When you ask for the blessing of someone you respect, "Old Testament Style", you might be told something like this: "Cursed be their anger, for it is fierce, and their wrath, for it is cruel!" That's what poor Simeon and Levi got as a "blessing" from their father! Just think, it is from the tribe of Levi that all the priests of Israel descended. Weird, huh?

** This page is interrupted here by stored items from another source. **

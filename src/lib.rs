pub mod auth;
pub mod cleanup;
pub mod config;
pub mod error;
pub mod middleware;
pub mod models;
pub mod routes;
pub mod storage;
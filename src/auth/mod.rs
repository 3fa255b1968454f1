//! Sign-In-With-Ethereum challenge issuance, secp256k1 signature
//! verification and stateless session credentials.

pub mod address;
pub mod challenge;
pub mod message;
pub mod middleware;
pub mod nonce;
pub mod service;
pub mod token;
pub mod verify;

pub use challenge::MessageBuilder;
pub use message::ChallengeMessage;
pub use middleware::{AppState, AuthSession, SessionToken};
pub use nonce::generate_challenge_nonce;
pub use service::{AuthService, LoginOutcome};
pub use verify::verify_signature;
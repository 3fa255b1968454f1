//! siwe-auth application entry point.
//!
//! Bootstraps the server:
//! 1. Load configuration from environment
//! 2. Select the nonce store and rate limiter (Redis when configured,
//!    in-memory otherwise)
//! 3. Build the login service and router
//! 4. Apply CORS and security headers middleware
//! 5. Start Axum server
//!
//! Also supports `gen-secret` subcommand for generating a session secret.

use rand::RngCore;
use siwe_auth::{
    auth::{middleware::AppState, AuthService},
    cleanup,
    config::Config,
    middleware::{cors_layer, security_headers},
    routes,
    storage::{
        nonce::{MemoryNonceStore, NonceStore},
        rate_limit::{MemoryRateLimiter, RateLimiter},
    },
};
use std::net::SocketAddr;
use std::sync::Arc;
use std::time::Duration;
use zeroize::Zeroizing;

/// Random 32-byte secret, base64 encoded.
fn gen_secret() -> String {
    let mut bytes = Zeroizing::new([0u8; 32]);
    rand::rng().fill_bytes(&mut bytes[..]);
    base64::Engine::encode(&base64::engine::general_purpose::STANDARD, &bytes[..])
}

fn print_gen_secret_usage() {
    eprintln!("Usage: siwe-auth gen-secret");
    eprintln!();
    eprintln!("Print a random secret suitable for SECRET.");
    eprintln!();
    eprintln!("Then set in .env:");
    eprintln!("  SECRET=<output>");
}

#[tokio::main]
async fn main() {
    // Check for gen-secret subcommand
    let args: Vec<String> = std::env::args().collect();
    if args.len() >= 2 && args[1] == "gen-secret" {
        if args.len() != 2 {
            print_gen_secret_usage();
            std::process::exit(1);
        }
        println!("{}", gen_secret());
        return;
    }

    // Initialize tracing with env filter support (RUST_LOG)
    tracing_subscriber::fmt()
        .with_env_filter(tracing_subscriber::EnvFilter::from_default_env())
        .init();

    // Load config from environment
    let config = Config::from_env().expect("Failed to load config");
    tracing::info!("Starting siwe-auth on {}", config.bind_addr);

    let (nonces, limiter) = match config.redis_url.as_deref() {
        Some(url) => {
            let client = redis::Client::open(url).expect("Invalid Redis URL");

            // Verify Redis connection
            client
                .get_multiplexed_async_connection()
                .await
                .expect("Failed to connect to Redis");
            tracing::info!("Using Redis nonce store");

            (NonceStore::Redis(client.clone()), RateLimiter::Redis(client))
        }
        None => {
            let store = MemoryNonceStore::with_capacity(config.max_pending_nonces);
            let limiter = MemoryRateLimiter::new();
            tokio::spawn(cleanup::run_sweep_loop(
                store.clone(),
                limiter.clone(),
                Duration::from_secs(config.nonce_sweep_interval_secs),
            ));
            tracing::info!("Using in-memory nonce store");
            (NonceStore::Memory(store), RateLimiter::Memory(limiter))
        }
    };

    let service = AuthService::from_config(&config, nonces).expect("Failed to build auth service");

    // Build shared state
    let state = AppState {
        service: Arc::new(service),
        config: Arc::new(config.clone()),
        limiter,
    };

    let cors = cors_layer(&config).expect("Invalid CORS configuration");

    let app = routes::api_router()
        .layer(cors)
        .layer(axum::middleware::from_fn(security_headers))
        .with_state(state);

    // Bind to configured address
    let listener = tokio::net::TcpListener::bind(config.bind_addr)
        .await
        .expect("Failed to bind");
    tracing::info!("Listening on {}", config.bind_addr);

    // Start server (with_connect_info required for ConnectInfo<SocketAddr> extractors)
    axum::serve(
        listener,
        app.into_make_service_with_connect_info::<SocketAddr>(),
    )
    .await
    .expect("Server error");
}
//! API route handlers.

pub mod auth;

use crate::auth::middleware::AppState;
use axum::{routing::get, routing::post, Router};

/// Build the API router with all endpoints.
pub fn api_router() -> Router<AppState> {
    Router::new()
        .route(
            "/login",
            get(auth::request_challenge).post(auth::verify_login),
        )
        .route("/isLoggedIn", get(auth::is_logged_in))
        .route("/logout", post(auth::logout))
        .route("/session", get(auth::current_session))
}
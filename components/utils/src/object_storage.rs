// Copyright 2026 kagefs
//
// Licensed under the Apache License, Version 2.0 (the "License");
// you may not use this file except in compliance with the License.
// You may obtain a copy of the License at
//
//      http://www.apache.org/licenses/LICENSE-2.0
//
// Unless required by applicable law or agreed to in writing, software
// distributed under the License is distributed on an "AS IS" BASIS,
// WITHOUT WARRANTIES OR CONDITIONS OF ANY KIND, either express or implied.
// See the License for the specific language governing permissions and
// limitations under the License.

//! Handles to the remote chunk pool.
//!
//! The pool is opaque to the overlay: anything that can durably `put` and
//! `get` named objects works. Tests use the in-memory store; a deployment
//! points the local-filesystem store (or an S3-compatible one) at the real
//! pool location.

use std::{path::Path, sync::Arc};

use object_store::ObjectStore;

pub type ObjectStorage = Arc<dyn ObjectStore>;

pub type ObjectStorageError = object_store::Error;

pub type ObjectStoragePath = object_store::path::Path;

pub fn is_not_found_error(e: &ObjectStorageError) -> bool {
    matches!(e, ObjectStorageError::NotFound { .. })
}

pub fn new_memory_object_store() -> ObjectStorage {
    Arc::new(object_store::memory::InMemory::new())
}

pub fn new_local_object_store<P: AsRef<Path>>(
    path: P,
) -> Result<ObjectStorage, ObjectStorageError> {
    let path = path.as_ref();
    std::fs::create_dir_all(path).map_err(|source| ObjectStorageError::Generic {
        store: "LocalFileSystem",
        source: Box::new(source),
    })?;
    Ok(Arc::new(object_store::local::LocalFileSystem::new_with_prefix(path)?))
}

In the same set of blessings, Jacob blesses his son Judah in an incredible way. Judah gets the longest blessing, filled with flattering prophecy. Judah was one of the brothers who in jealousy condemned Joseph to death. Joseph was the instrument of God's deliverance to the entire ancient world. However, Joseph's blessing nowhere near compares with the glory Judah receives. In fact, Judah became a separate nation after the reign of Solomon. It was Judah, and the rest of Israel. That alone is an amazing distinction. Interestingly enough, the kings of the tribe of Judah, and King David himself, were always on the throne, just as Jacob's blessing dictated. Not convinced yet? JESUS HIMSELF descended from the tribe of Judah. One of His esteemed names is "The Lion of the Tribe of Judah"! Let me tell you, when you ask for an Old Testament blessing from a man of God, you better watch out! Can I get an "Amen"?

Judah, your brothers shall praise you; your hand shall be on the neck of your enemies; your father's sons shall bow down before you. Judah is a lion's cub; from the prey, my son, you have gone up. He stooped down; he crouched as a lion and as a lioness; who dares rouse him? The scepter shall not depart from Judah, nor the ruler's staff from between his feet, until tribute comes to him; and to him shall be the obedience of the peoples. Binding his foal to the vine and his donkey's colt to the choice vine, he has washed his garments in wine and his vesture in the blood of grapes. His eyes are darker than wine, and his teeth whiter than milk.

Genesis 49:8-12 ESV

The kicker for me that really opened my eyes to the significance of Biblical blessings I found in Isaac's blessing of Jacob (who "stole" it from Esau... though God knew this would happen, and it was predicted from his birth and predestined long before that). After Esau, the firstborn, finds out his younger brother stole his father's blessing through deceit, he begged his father to bless him also. If these blessings were meaningless trifles or meaningless well wishes, Isaac would have gladly also blessed his favored son Esau, would he not? Instead, this is what happened:

As soon as Isaac had finished blessing Jacob, when Jacob had scarcely gone out from the presence of Isaac his father, Esau his brother came in from his hunting. He also prepared delicious food and brought it to his father. And he said to his father, "Let my father arise and eat of his son's game, that you may bless me." His father Isaac said to him, "Who are you?" He answered, "I am your son, your firstborn, Esau." Then Isaac trembled very violently and said, "Who was it then that hunted game and brought it to me, and I ate it all before you came, and I have blessed him? Yes, and he shall be blessed." As soon as Esau heard the words of his father, he cried out with an exceedingly great and bitter cry and said to his father, "Bless me, even me also, O my father!" But he said, "Your brother came deceitfully, and he has taken away your blessing." Esau said, "Is he not rightly named Jacob? For he has cheated me these two times. He took away my birthright, and behold, now he has taken away my blessing." Then he said, "Have you not reserved a blessing for me?" Isaac answered and said to Esau, "Behold, I have made him lord over you, and all his brothers I have given to him for servants, and with grain and wine I have sustained him. What then can I do for you, my son?" Esau said to his father, "Have you but one blessing, my father? Bless me, even me also, O my father." And Esau lifted up his voice and wept.

Then Isaac his father answered and said to him:

"Behold, away from the fatness of the earth shall your dwelling be,
and away from the dew of heaven on high.
By your sword you shall live,
and you shall serve your brother;
but when you grow restless
you shall break his yoke from your neck."